**INSTRUCTIONS TO FOLLOW:** Copy all of the data that follows without altering a word.

**DATA:**
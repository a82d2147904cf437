use std::collections::BTreeMap;

use chrono::{DateTime, Utc};
use serde::{Deserialize, Serialize};

/// A person the assistant speaks for: their provider voice plus a display
/// name for the shell.
#[derive(Debug, Clone, Serialize, Deserialize)]
pub struct User {
    pub voice_id: String,
    pub name: String,
    pub created_at: DateTime<Utc>,
}

/// On-disk shape of the user registry (`users.json`).
///
/// A `BTreeMap` keeps listings in stable id order across runs.
#[derive(Debug, Clone, Default, Serialize, Deserialize)]
pub struct UserRegistry {
    #[serde(default)]
    pub users: BTreeMap<String, User>,
    #[serde(default)]
    pub current_user: Option<String>,
}

/// One row of a user listing, with the current-user marker resolved.
#[derive(Debug, Clone)]
pub struct UserSummary {
    pub id: String,
    pub name: String,
    pub is_current: bool,
}
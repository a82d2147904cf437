use crate::domain::cache::CacheError;
use crate::error::AppError;
use crate::infrastructure::tts::TransportError;

#[derive(Debug, thiserror::Error)]
pub enum SpeechServiceError {
    #[error(transparent)]
    Transport(#[from] TransportError),

    #[error(transparent)]
    Storage(#[from] CacheError),
}

impl From<SpeechServiceError> for AppError {
    fn from(err: SpeechServiceError) -> Self {
        match err {
            SpeechServiceError::Transport(e) => AppError::ExternalService(e.to_string()),
            SpeechServiceError::Storage(e) => AppError::Storage(e.to_string()),
        }
    }
}
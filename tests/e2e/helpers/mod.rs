use std::sync::atomic::{AtomicUsize, Ordering};
use std::sync::Arc;

use async_trait::async_trait;
use tempfile::TempDir;
use voicebox::domain::cache::PhraseCache;
use voicebox::domain::speech::SpeechService;
use voicebox::domain::user::UserService;
use voicebox::infrastructure::repositories::UserRepository;
use voicebox::infrastructure::tts::{SpeechGenerator, TransportError};

/// Generator double that records every call and answers with a fixed
/// payload.
pub struct RecordingGenerator {
    calls: AtomicUsize,
    payload: Vec<u8>,
}

impl RecordingGenerator {
    pub fn new(payload: &[u8]) -> Arc<Self> {
        Arc::new(Self {
            calls: AtomicUsize::new(0),
            payload: payload.to_vec(),
        })
    }

    pub fn call_count(&self) -> usize {
        self.calls.load(Ordering::SeqCst)
    }
}

#[async_trait]
impl SpeechGenerator for RecordingGenerator {
    async fn generate(&self, _text: &str, _voice_id: &str) -> Result<Vec<u8>, TransportError> {
        self.calls.fetch_add(1, Ordering::SeqCst);
        Ok(self.payload.clone())
    }
}

/// Generator double that always fails like an unavailable provider.
pub struct FailingGenerator;

#[async_trait]
impl SpeechGenerator for FailingGenerator {
    async fn generate(&self, _text: &str, _voice_id: &str) -> Result<Vec<u8>, TransportError> {
        Err(TransportError::Api {
            status: 503,
            body: "service unavailable".to_string(),
        })
    }
}

/// Everything a test needs: isolated on-disk state plus wired services.
pub struct TestContext {
    // Keeps the temp directory alive for the lifetime of the test.
    _tmp: TempDir,
    pub cache: Arc<PhraseCache>,
    pub generator: Arc<RecordingGenerator>,
    pub speech: SpeechService,
    pub users: UserService,
}

impl TestContext {
    pub fn new() -> Self {
        let tmp = TempDir::new().unwrap();
        let cache = Arc::new(PhraseCache::new(tmp.path().join("cache")));
        let generator = RecordingGenerator::new(b"mp3-audio");
        let speech = SpeechService::new(cache.clone(), generator.clone());
        let users = UserService::new(Arc::new(UserRepository::new(
            tmp.path().join("users.json"),
        )));
        Self {
            _tmp: tmp,
            cache,
            generator,
            speech,
            users,
        }
    }

    /// Context whose speech service is backed by an arbitrary generator.
    pub fn with_generator(generator: Arc<dyn SpeechGenerator>) -> Self {
        let ctx = Self::new();
        let speech = SpeechService::new(ctx.cache.clone(), generator);
        Self { speech, ..ctx }
    }
}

**RESULT FOR THIS EXERCISE:**
repository a82d2147904cf437
use std::collections::BTreeMap;

use chrono::{DateTime, Utc};
use serde::{Deserialize, Serialize};

/// A person the assistant speaks for: their provider voice plus a display
/// name for the shell.
#[derive(Debug, Clone, Serialize, Deserialize)]
pub struct User {
    pub voice_id: String,
    pub name: String,
    pub created_at: DateTime<Utc>,
}

/// On-disk shape of the user registry (`users.json`).
///
/// A `BTreeMap` keeps listings in stable id order across runs.
#[derive(Debug, Clone, Default, Serialize, Deserialize)]
pub struct UserRegistry {
    #[serde(default)]
    pub users: BTreeMap<String, User>,
    #[serde(default)]
    pub current_user: Option<String>,
}

/// One row of a user listing, with the current-user marker resolved.
#[derive(Debug, Clone)]
pub struct UserSummary {
    pub id: String,
    pub name: String,
    pub is_current: bool,
}
repository a82d2147904cf437
use crate::domain::cache::CacheError;
use crate::error::AppError;
use crate::infrastructure::tts::TransportError;

#[derive(Debug, thiserror::Error)]
pub enum SpeechServiceError {
    #[error(transparent)]
    Transport(#[from] TransportError),

    #[error(transparent)]
    Storage(#[from] CacheError),
}

impl From<SpeechServiceError> for AppError {
    fn from(err: SpeechServiceError) -> Self {
        match err {
            SpeechServiceError::Transport(e) => AppError::ExternalService(e.to_string()),
            SpeechServiceError::Storage(e) => AppError::Storage(e.to_string()),
        }
    }
}
filename tests/e2e/helpers/mod.rs
use std::sync::atomic::{AtomicUsize, Ordering};
use std::sync::Arc;

use async_trait::async_trait;
use tempfile::TempDir;
use voicebox::domain::cache::PhraseCache;
use voicebox::domain::speech::SpeechService;
use voicebox::domain::user::UserService;
use voicebox::infrastructure::repositories::UserRepository;
use voicebox::infrastructure::tts::{SpeechGenerator, TransportError};

/// Generator double that records every call and answers with a fixed
/// payload.
pub struct RecordingGenerator {
    calls: AtomicUsize,
    payload: Vec<u8>,
}

impl RecordingGenerator {
    pub fn new(payload: &[u8]) -> Arc<Self> {
        Arc::new(Self {
            calls: AtomicUsize::new(0),
            payload: payload.to_vec(),
        })
    }

    pub fn call_count(&self) -> usize {
        self.calls.load(Ordering::SeqCst)
    }
}

#[async_trait]
impl SpeechGenerator for RecordingGenerator {
    async fn generate(&self, _text: &str, _voice_id: &str) -> Result<Vec<u8>, TransportError> {
        self.calls.fetch_add(1, Ordering::SeqCst);
        Ok(self.payload.clone())
    }
}

/// Generator double that always fails like an unavailable provider.
pub struct FailingGenerator;

#[async_trait]
impl SpeechGenerator for FailingGenerator {
    async fn generate(&self, _text: &str, _voice_id: &str) -> Result<Vec<u8>, TransportError> {
        Err(TransportError::Api {
            status: 503,
            body: "service unavailable".to_string(),
        })
    }
}

/// Everything a test needs: isolated on-disk state plus wired services.
pub struct TestContext {
    // Keeps the temp directory alive for the lifetime of the test.
    _tmp: TempDir,
    pub cache: Arc<PhraseCache>,
    pub generator: Arc<RecordingGenerator>,
    pub speech: SpeechService,
    pub users: UserService,
}

impl TestContext {
    pub fn new() -> Self {
        let tmp = TempDir::new().unwrap();
        let cache = Arc::new(PhraseCache::new(tmp.path().join("cache")));
        let generator = RecordingGenerator::new(b"mp3-audio");
        let speech = SpeechService::new(cache.clone(), generator.clone());
        let users = UserService::new(Arc::new(UserRepository::new(
            tmp.path().join("users.json"),
        )));
        Self {
            _tmp: tmp,
            cache,
            generator,
            speech,
            users,
        }
    }

    /// Context whose speech service is backed by an arbitrary generator.
    pub fn with_generator(generator: Arc<dyn SpeechGenerator>) -> Self {
        let ctx = Self::new();
        let speech = SpeechService::new(ctx.cache.clone(), generator);
        Self { speech, ..ctx }
    }
}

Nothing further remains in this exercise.